0

after reading some docs on how to manage DB connections via DbContext (that isn't thread safe) inside a Parallel.ForEach, I was wondering if there was an intelligent way to manage the MaxDegreeOfParallelism property based on the webserver resources combined with the maximum pool size of the DbContext so as not to excessively stress the database having to iterate even thousands of records, or if eventually that `MaxDegreeOfParallelism is not the property that I have to manage for my case

This is my iteration:

public async Task<T> DoThings()
{
    HashSet<FruizioneDto> theList = // get items;
    
    DbContextOptionsBuilder<WebinarDbContext> builder = new();
    builder.UseLazyLoadingProxies();
    builder.UseSqlServer(Environment.GetEnvironmentVariable("ConnectionString"));
    PooledDbContextFactory<WebinarDbContext> factory = new(options: builder.Options, poolSize: 1024); // <- 1024 is the PooledDbContext default value

    ParallelOptions parallelOptions = new() { MaxDegreeOfParallelism = -1 }; // -1 = run at full speed
    await Parallel.ForEachAsync(theList, parallelOptions, async (fruizione, cancellationToken) =>
    {
        using WebinarDbContext context = factory.CreateDbContext();
        using (IDbContextTransaction transaction = context.Database.BeginTransaction())
        {
            try
            {
                // some business logic...
        
                transaction.Commit();
            }
            catch (FunctionBusinessLogicException ex)
            {
                transaction.Rollback();

                // some exception handling...

                return;
            }
            catch (Exception ex)
            {
                transaction.Rollback();

                // some exception handling...
                return;
            }
        }
    }

   return T;
}

What i do inside the loop is generate a pdf certificate about a course taken by a user and update some records to DB for each iteration. What I'm iterating (theList) is a collection of objects of type FruizioneDto containing information about the user and the course followed.
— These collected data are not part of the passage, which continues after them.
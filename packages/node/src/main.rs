//! Runs one queue's migration worker.
//!
//! Opens the queue (recovering any interrupted structural operation),
//! prepares the import destination and imports the migration files named
//! on the command line. The worker then keeps serving until ctrl-c.
//!
//! Configuration comes from the environment, see `JobsDbConfig::from_env`
//! and `StorageConfig::from_env`. `MIGRATION_FROM_NODE` names the node the
//! files came from.

use std::sync::Arc;

use actors::{MigrationMessage, request, start_migration_worker};
use jobsdb::{JobsDb, JobsDbConfig, MigrationCoordinator};
use storage::FileStore;

#[tokio::main]
async fn main() -> Result<(), Box<dyn std::error::Error>> {
    tracing_subscriber::fmt()
        .with_max_level(tracing::Level::INFO)
        .init();

    let config = JobsDbConfig::from_env()?;
    let files = FileStore::from_env()?;
    let from_node = std::env::var("MIGRATION_FROM_NODE").unwrap_or_else(|_| "unknown".into());
    let file_keys: Vec<String> = std::env::args().skip(1).collect();

    let jobsdb = Arc::new(JobsDb::open(config).await?);
    let coordinator = Arc::new(MigrationCoordinator::new(jobsdb.clone()));
    let (worker, mut handle) = start_migration_worker(coordinator, files).await?;

    if !file_keys.is_empty() {
        let setup = request(&worker, |reply| MigrationMessage::SetupForImport { reply }, None);
        let dataset = setup.await?;
        tracing::info!("Importing {} files into dataset {}", file_keys.len(), dataset.index);

        for file_key in file_keys {
            let event = request(
                &worker,
                |reply| MigrationMessage::ImportFile {
                    file_key: file_key.clone(),
                    from_node: from_node.clone(),
                    reply,
                },
                None,
            )
            .await?;
            tracing::info!(
                "{}: {} jobs, checkpoint {} ({})",
                file_key,
                event.job_count,
                event.id,
                event.status
            );
        }
    }

    let stored = jobsdb.count().await?;
    tracing::info!("{} jobs stored in {} datasets", stored, jobsdb.datasets().len());

    let interrupted = tokio::select! {
        _ = tokio::signal::ctrl_c() => true,
        result = &mut handle => {
            result?;
            false
        }
    };

    if interrupted {
        tracing::info!("Interrupt received");
        let _ = worker.cast(MigrationMessage::Shutdown);
        handle.await?;
    } else {
        tracing::error!("Migration worker stopped on its own");
    }

    Ok(())
}
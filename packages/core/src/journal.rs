//! Journal entry types.

use chrono::{DateTime, Utc};
use serde::{Deserialize, Serialize};

/// Structural operations bracketed by the journal.
#[derive(Debug, Clone, Copy, PartialEq, Eq, Hash, Serialize, Deserialize)]
#[serde(rename_all = "snake_case")]
pub enum JournalOp {
    /// A dataset appended for regular writes.
    AddDataset,
    /// The dataset receiving imported jobs.
    ImportSetup,
    /// The dataset receiving new events during a migration.
    NewEventsSetup,
}

impl JournalOp {
    pub fn as_str(self) -> &'static str {
        match self {
            JournalOp::AddDataset => "add_dataset",
            JournalOp::ImportSetup => "import_setup",
            JournalOp::NewEventsSetup => "new_events_setup",
        }
    }
}

impl std::fmt::Display for JournalOp {
    fn fmt(&self, f: &mut std::fmt::Formatter<'_>) -> std::fmt::Result {
        f.write_str(self.as_str())
    }
}

/// One bracketed operation.
#[derive(Debug, Clone, PartialEq, Serialize, Deserialize)]
pub struct JournalEntry {
    pub op_id: i64,
    pub operation: JournalOp,
    pub payload: serde_json::Value,
    pub started_at: DateTime<Utc>,
    #[serde(default)]
    pub done_at: Option<DateTime<Utc>>,
}

impl JournalEntry {
    pub fn is_done(&self) -> bool {
        self.done_at.is_some()
    }
}
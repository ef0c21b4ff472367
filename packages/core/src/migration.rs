//! Migration checkpoint types.

use chrono::{DateTime, Utc};
use serde::{Deserialize, Serialize};

use crate::{Dataset, JobId};

/// Kind of migration operation a checkpoint belongs to.
#[derive(Debug, Clone, Copy, PartialEq, Eq, Hash, Serialize, Deserialize)]
#[serde(rename_all = "snake_case")]
pub enum MigrationOp {
    Export,
    Import,
    /// Preparing the dataset that receives new events while importing.
    AcceptNewEvents,
}

impl MigrationOp {
    pub fn as_str(self) -> &'static str {
        match self {
            MigrationOp::Export => "export",
            MigrationOp::Import => "import",
            MigrationOp::AcceptNewEvents => "accept_new_events",
        }
    }
}

impl std::fmt::Display for MigrationOp {
    fn fmt(&self, f: &mut std::fmt::Formatter<'_>) -> std::fmt::Result {
        f.write_str(self.as_str())
    }
}

/// Progress of one checkpoint. Variants are declared in progression order.
#[derive(
    Debug, Clone, Copy, PartialEq, Eq, PartialOrd, Ord, Hash, Serialize, Deserialize,
)]
#[serde(rename_all = "snake_case")]
pub enum MigrationStatus {
    Setup,
    Exported,
    PreparedForImport,
    Imported,
}

impl MigrationStatus {
    pub fn as_str(self) -> &'static str {
        match self {
            MigrationStatus::Setup => "setup",
            MigrationStatus::Exported => "exported",
            MigrationStatus::PreparedForImport => "prepared_for_import",
            MigrationStatus::Imported => "imported",
        }
    }
}

impl std::fmt::Display for MigrationStatus {
    fn fmt(&self, f: &mut std::fmt::Formatter<'_>) -> std::fmt::Result {
        f.write_str(self.as_str())
    }
}

/// Persisted record of one step of one migration operation.
#[derive(Debug, Clone, PartialEq, Serialize, Deserialize)]
pub struct MigrationEvent {
    /// Store-assigned ID; `0` until first persisted.
    #[serde(default)]
    pub id: i64,
    pub migration_type: MigrationOp,
    pub from_node: String,
    pub to_node: String,
    /// Source (import) or target (export) file; empty for setup checkpoints.
    #[serde(default)]
    pub file_location: String,
    pub status: MigrationStatus,
    /// First job ID reserved for the file, `0` when nothing is reserved yet.
    #[serde(default)]
    pub start_seq: i64,
    /// Number of IDs reserved from `start_seq`.
    #[serde(default)]
    pub job_count: i64,
    #[serde(default)]
    pub payload: serde_json::Value,
    pub time_stamp: DateTime<Utc>,
}

impl MigrationEvent {
    pub fn new(
        migration_type: MigrationOp,
        from_node: impl Into<String>,
        to_node: impl Into<String>,
        file_location: impl Into<String>,
        status: MigrationStatus,
    ) -> Self {
        Self {
            id: 0,
            migration_type,
            from_node: from_node.into(),
            to_node: to_node.into(),
            file_location: file_location.into(),
            status,
            start_seq: 0,
            job_count: 0,
            payload: serde_json::Value::Null,
            time_stamp: Utc::now(),
        }
    }

    pub fn with_payload(mut self, payload: serde_json::Value) -> Self {
        self.payload = payload;
        self
    }

    pub fn is_persisted(&self) -> bool {
        self.id > 0
    }

    /// Whether a job ID range has been reserved for this checkpoint.
    pub fn has_reservation(&self) -> bool {
        self.start_seq > 0
    }

    /// Record the reserved range `[start, start + count)`.
    pub fn reserve(&mut self, start: JobId, count: i64) {
        self.start_seq = start.0;
        self.job_count = count;
        self.status = MigrationStatus::PreparedForImport;
    }

    /// Last job ID covered by the reservation, `0` when there is none.
    pub fn last_job_id(&self) -> i64 {
        if !self.has_reservation() {
            return 0;
        }
        self.start_seq + self.job_count.max(1) - 1
    }

    /// Dataset recorded by a setup checkpoint.
    pub fn dataset(&self) -> Option<Dataset> {
        let value = self.payload.get("dataset")?;
        serde_json::from_value(value.clone()).ok()
    }
}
I calculate the valid "credits" for the course, I do some replaces on an html template which I convert into pdf and upload to an Azure storage account. If all these operations went well, I'm going to update the database on the Fruizione table, and I add a record on the newly generated certificate in another table. All this for each iteration. It's a lot of code but if needed I can share it.
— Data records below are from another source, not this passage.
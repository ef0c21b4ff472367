//! Export/import state machine.
//!
//! An import runs `NotStarted -> SetupDone -> PreparedForImport`, then
//! each source file moves to `Imported` independently. Every step is
//! derived from persisted checkpoints, so a restarted node resumes where
//! the previous one stopped and a file is never imported twice.

use std::sync::Arc;

use db::Transaction;
use db::repositories::{JobQuery, StatusFilter};
use jobsdb_core::{
    Dataset, Job, JobId, JobState, JobStatus, MigrationEvent, MigrationOp, MigrationStatus,
    SequenceAllocator, StatusId,
};
use serde_json::json;
use storage::FileStore;
use tokio::sync::Mutex;

use crate::{JobsDb, JobsDbError, Result};

/// Progress of the import side on this node.
#[derive(Debug, Clone, Copy, PartialEq, Eq, PartialOrd, Ord)]
pub enum MigrationPhase {
    NotStarted,
    SetupDone,
    PreparedForImport,
}

#[derive(Clone)]
struct ImportTarget {
    dataset: Dataset,
    allocator: Arc<SequenceAllocator>,
}

/// Cached destinations. Rebuilt from checkpoints after a restart.
struct MigrationSession {
    phase: MigrationPhase,
    new_events: Option<Dataset>,
    import: Option<ImportTarget>,
}

impl Default for MigrationSession {
    fn default() -> Self {
        Self {
            phase: MigrationPhase::NotStarted,
            new_events: None,
            import: None,
        }
    }
}

/// Moves jobs between nodes through migration files.
pub struct MigrationCoordinator {
    jobsdb: Arc<JobsDb>,
    session: Mutex<MigrationSession>,
}

impl MigrationCoordinator {
    pub fn new(jobsdb: Arc<JobsDb>) -> Self {
        Self {
            jobsdb,
            session: Mutex::new(MigrationSession::default()),
        }
    }

    pub fn jobsdb(&self) -> &Arc<JobsDb> {
        &self.jobsdb
    }

    pub async fn phase(&self) -> MigrationPhase {
        self.session.lock().await.phase
    }

    /// Dataset receiving new events, once set up.
    pub async fn new_events_dataset(&self) -> Option<Dataset> {
        self.session.lock().await.new_events.clone()
    }

    /// Resolve both destinations and prepare the import allocator.
    ///
    /// Idempotent: repeated calls, in this process or after a restart,
    /// return the same import dataset.
    pub async fn setup_for_import(&self) -> Result<Dataset> {
        let mut session = self.session.lock().await;
        Ok(self.prepare(&mut session).await?.dataset)
    }

    async fn prepare(&self, session: &mut MigrationSession) -> Result<ImportTarget> {
        if let Some(target) = &session.import {
            if self.jobsdb.directory().get(&target.dataset.index).is_none() {
                return Err(JobsDbError::Invariant(format!(
                    "import destination {} disappeared",
                    target.dataset.index
                )));
            }
            return Ok(target.clone());
        }

        let (new_events, _, _) = self
            .jobsdb
            .find_or_create_checkpointed(MigrationOp::AcceptNewEvents)
            .await?;
        let (import, _, _) = self
            .jobsdb
            .find_or_create_checkpointed(MigrationOp::Import)
            .await?;
        if import.index >= new_events.index {
            return Err(JobsDbError::Invariant(format!(
                "import dataset {} does not precede new events dataset {}",
                import.index, new_events.index
            )));
        }
        session.new_events = Some(new_events);
        session.phase = MigrationPhase::SetupDone;

        let allocator = self.initialize_allocator(&import).await?;
        let target = ImportTarget {
            dataset: import,
            allocator,
        };
        session.import = Some(target.clone());
        session.phase = MigrationPhase::PreparedForImport;
        Ok(target)
    }

    /// Highest ID an import reservation must stay above.
    ///
    /// Covers jobs already in the destination, the dataset before it and
    /// every range reserved by earlier import checkpoints, written or not.
    pub async fn import_floor(&self, import: &Dataset) -> Result<i64> {
        let jobsdb = &self.jobsdb;
        let mut floor = jobsdb.jobs().max_job_id(import).await?;

        if let Some(previous) = jobsdb.directory().previous(&import.index) {
            floor = floor.max(jobsdb.highest_used_id(&previous).await?);
        }

        for status in [MigrationStatus::PreparedForImport, MigrationStatus::Imported] {
            for checkpoint in jobsdb.get_checkpoints(MigrationOp::Import, status).await? {
                floor = floor.max(checkpoint.last_job_id());
            }
        }
        Ok(floor)
    }

    async fn initialize_allocator(&self, import: &Dataset) -> Result<Arc<SequenceAllocator>> {
        let ceiling = self.jobsdb.new_events_start().await?.ok_or_else(|| {
            JobsDbError::Invariant("new events setup has no start sequence".into())
        })?;
        let floor = self.import_floor(import).await?;

        let allocator = SequenceAllocator::with_ceiling(ceiling);
        allocator.initialize(floor);
        tracing::info!(
            "[{}] Import allocator for {} starts after {} (ceiling {})",
            self.jobsdb.prefix(),
            import.index,
            floor,
            ceiling
        );
        Ok(Arc::new(allocator))
    }

    /// Import one source file's jobs into the import dataset.
    ///
    /// The persisted checkpoint for the file wins over the caller's copy of
    /// `event`. A file already `Imported` is a no-op. A file with a
    /// reservation reuses it; otherwise a fresh range is reserved and
    /// persisted first. Jobs, their embedded statuses and the `Imported`
    /// checkpoint are then written in one transaction.
    pub async fn store_imported_jobs_and_job_statuses(
        &self,
        mut jobs: Vec<Job>,
        source_file: &str,
        event: MigrationEvent,
    ) -> Result<MigrationEvent> {
        let mut session = self.session.lock().await;
        let target = self.prepare(&mut session).await?;
        let checkpoints = self.jobsdb.checkpoints();

        let mut current = self.resolve_checkpoint(source_file, event).await?;
        if current.status == MigrationStatus::Imported {
            tracing::info!(
                "[{}] {} already imported (checkpoint {})",
                self.jobsdb.prefix(),
                source_file,
                current.id
            );
            return Ok(current);
        }

        let count = jobs.len() as i64;
        if current.has_reservation() {
            if current.job_count != count {
                return Err(JobsDbError::Invariant(format!(
                    "{} holds {} jobs but checkpoint {} reserved {}",
                    source_file, count, current.id, current.job_count
                )));
            }
            self.check_reservation(&target, &current).await?;
            target.allocator.initialize(current.last_job_id());
        } else if count > 0 {
            let start = target.allocator.reserve(count)?;
            current.reserve(start, count);
            current = checkpoints.checkpoint(&current).await?;
            tracing::debug!(
                "[{}] Reserved {}..={} for {}",
                self.jobsdb.prefix(),
                current.start_seq,
                current.last_job_id(),
                source_file
            );
        }
        checkpoints.assign_id(&mut current).await?;

        let start = JobId(current.start_seq);
        for (i, job) in jobs.iter_mut().enumerate() {
            job.assign_id(start.offset(i as i64));
        }
        let statuses: Vec<JobStatus> = jobs
            .iter()
            .filter_map(|job| job.last_status.clone())
            .map(|status| JobStatus {
                status_id: StatusId::new(),
                ..status
            })
            .collect();

        current.status = MigrationStatus::Imported;
        let mut txn = Transaction::new();
        self.jobsdb
            .jobs()
            .store_jobs_in(&mut txn, &target.dataset, &jobs)?;
        self.jobsdb.jobs().update_statuses_in(
            &mut txn,
            &target.dataset,
            &statuses,
            &StatusFilter::default(),
        )?;
        checkpoints.checkpoint_in(&mut txn, &current)?;
        txn.commit(self.jobsdb.database()).await?;

        tracing::info!(
            "[{}] Imported {} jobs ({} statuses) from {} into {}",
            self.jobsdb.prefix(),
            count,
            statuses.len(),
            source_file,
            target.dataset.index
        );
        Ok(current)
    }

    /// A persisted reservation must sit above the dataset before the import
    /// destination and below the new-events range.
    async fn check_reservation(
        &self,
        target: &ImportTarget,
        event: &MigrationEvent,
    ) -> Result<()> {
        let directory = self.jobsdb.directory();
        let below = match directory.previous(&target.dataset.index) {
            Some(previous) => self.jobsdb.highest_used_id(&previous).await?,
            None => 0,
        };
        let ceiling = target.allocator.ceiling().unwrap_or(i64::MAX);
        if event.start_seq <= below || event.last_job_id() >= ceiling {
            return Err(JobsDbError::Invariant(format!(
                "checkpoint {} reserves {}..={} outside ({}, {})",
                event.id,
                event.start_seq,
                event.last_job_id(),
                below,
                ceiling
            )));
        }
        Ok(())
    }

    async fn resolve_checkpoint(
        &self,
        source_file: &str,
        event: MigrationEvent,
    ) -> Result<MigrationEvent> {
        let checkpoints = self.jobsdb.checkpoints();
        let mut persisted = None;
        if event.is_persisted() {
            persisted = checkpoints.get(event.id).await?;
        }
        if persisted.is_none() {
            persisted = checkpoints
                .find_for_file(MigrationOp::Import, source_file)
                .await?;
        }

        // Only a persisted checkpoint can carry a reservation; the caller's
        // copy may be stale or come from another node.
        let mut current = match persisted {
            Some(persisted) => persisted,
            None => {
                let mut fresh = event;
                if fresh.has_reservation() || fresh.is_persisted() {
                    tracing::warn!(
                        "[{}] Ignoring unpersisted checkpoint {} for {} (start {}, {} jobs)",
                        self.jobsdb.prefix(),
                        fresh.id,
                        source_file,
                        fresh.start_seq,
                        fresh.job_count
                    );
                }
                fresh.id = 0;
                fresh.start_seq = 0;
                fresh.job_count = 0;
                fresh.status = MigrationStatus::Exported;
                fresh
            }
        };
        if current.migration_type != MigrationOp::Import {
            return Err(JobsDbError::Invariant(format!(
                "checkpoint {} is {}, not import",
                current.id, current.migration_type
            )));
        }
        if current.file_location.is_empty() {
            current.file_location = source_file.to_string();
        } else if current.file_location != source_file {
            return Err(JobsDbError::Invariant(format!(
                "checkpoint {} tracks {}, not {}",
                current.id, current.file_location, source_file
            )));
        }
        Ok(current)
    }

    /// Read `file_key` from `files` and import it.
    pub async fn import_file(
        &self,
        files: &FileStore,
        file_key: &str,
        from_node: &str,
    ) -> Result<MigrationEvent> {
        let jobs = files.read_jobs(file_key).await?;
        let event = MigrationEvent::new(
            MigrationOp::Import,
            from_node,
            &self.jobsdb.config().node_id,
            file_key,
            MigrationStatus::Exported,
        );
        self.store_imported_jobs_and_job_statuses(jobs, file_key, event)
            .await
    }

    /// Write the jobs selected by `query` to `file_key` for `to_node`.
    ///
    /// Exported jobs get a `migrated` status and the file an `Exported`
    /// checkpoint, together. Exporting a key that is already `Exported` is
    /// a no-op.
    pub async fn export_jobs(
        &self,
        files: &FileStore,
        query: &JobQuery,
        to_node: &str,
        file_key: &str,
    ) -> Result<MigrationEvent> {
        let checkpoints = self.jobsdb.checkpoints();
        let existing = checkpoints
            .find_for_file(MigrationOp::Export, file_key)
            .await?;
        if let Some(existing) = &existing
            && existing.status == MigrationStatus::Exported
        {
            tracing::info!(
                "[{}] {} already exported (checkpoint {})",
                self.jobsdb.prefix(),
                file_key,
                existing.id
            );
            return Ok(existing.clone());
        }

        let jobs = self.jobsdb.get_jobs(query).await?;
        files.write_jobs(file_key, &jobs).await?;

        let first = jobs.first().map_or(0, |j| j.job_id.0);
        let last = jobs.last().map_or(0, |j| j.job_id.0);
        let mut event = existing.unwrap_or_else(|| {
            MigrationEvent::new(
                MigrationOp::Export,
                &self.jobsdb.config().node_id,
                to_node,
                file_key,
                MigrationStatus::Exported,
            )
        });
        event.status = MigrationStatus::Exported;
        event.to_node = to_node.to_string();
        event.job_count = jobs.len() as i64;
        event.payload = json!({ "first_job_id": first, "last_job_id": last });
        checkpoints.assign_id(&mut event).await?;

        let statuses: Vec<JobStatus> = jobs
            .iter()
            .map(|job| JobStatus::new(job.job_id, JobState::Migrated))
            .collect();
        let mut txn = Transaction::new();
        self.jobsdb
            .update_job_statuses_in(&mut txn, &statuses, &StatusFilter::default())
            .await?;
        checkpoints.checkpoint_in(&mut txn, &event)?;
        txn.commit(self.jobsdb.database()).await?;

        tracing::info!(
            "[{}] Exported {} jobs to {} for {}",
            self.jobsdb.prefix(),
            jobs.len(),
            file_key,
            to_node
        );
        Ok(event)
    }

    /// Checkpoints of `op` at `status`, ordered by id.
    pub async fn get_checkpoints(
        &self,
        op: MigrationOp,
        status: MigrationStatus,
    ) -> Result<Vec<MigrationEvent>> {
        self.jobsdb.get_checkpoints(op, status).await
    }
}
Is there any way to determine how many degrees of parallelism combined with the max pool size of the DbContext? thanks!

  • 2
    Often, if it makes sense to be performing database work in parallel, it's a mistake to have brought it up into the application layer in the first place - database systems can be great at parallelizing work *if you give them that work to do in a form they can work with*. Without knowing the specific nature of the work (and why you think it makes sense to try parallelizing the work in the application layer rather than the database), it's difficult to offer general guidance. – Damien_The_Unbeliever May 09 '23 at 13:39
  • note [this thread](https://stackoverflow.com/questions/44063832). One conclusion: _"The performance gains with parallel processing in my opinion is insignificant, and this does not justify the need for abandoning Dependency Injection which would create development overhead/maintenance debt, potential for bugs if handled wrong, and a departure from Microsoft's official recommendations."_ – JHBonarius May 09 '23 at 13:41
  • Secondly: if you generate a scoped Transaction (i.e. put it in a using block or statement), you don't need to manually roll back: [read this](https://learn.microsoft.com/en-us/ef/core/saving/transactions). Instead of fixing an error, you just have to `.Commit` is there's no error. – JHBonarius May 09 '23 at 13:43
  • @JHBonarius actually using parallel foreach the job instead of processing 2000 records in 20 minutes does it in 4 minutes, I think it's not that insignificant. Maybe I'll add more details on what I do inside the loop and thanks for the transaction suggestion! – Matteo Pietro Peru May 09 '23 at 13:50
  • Interesting: maybe you should add your results as an answer to that question. Maybe (probably) the optimal level of parallelism is dependent on the situation. So it's something you have to tune for your application. – JHBonarius May 09 '23 at 13:55
  • Could you try adding the line `ThreadPool.SetMinThreads(100, 100)` before starting the parallel loop, and report what effect has in performance? Also do you have any asynchronous operation (`await`) inside the `body` delegate of the loop? – Theodor Zoulias May 09 '23 at 15:05
  • @TheodorZoulias i will try and i'll tell you! I have some awaits inside the body delegate – Matteo Pietro Peru May 09 '23 at 15:38

0 Answers0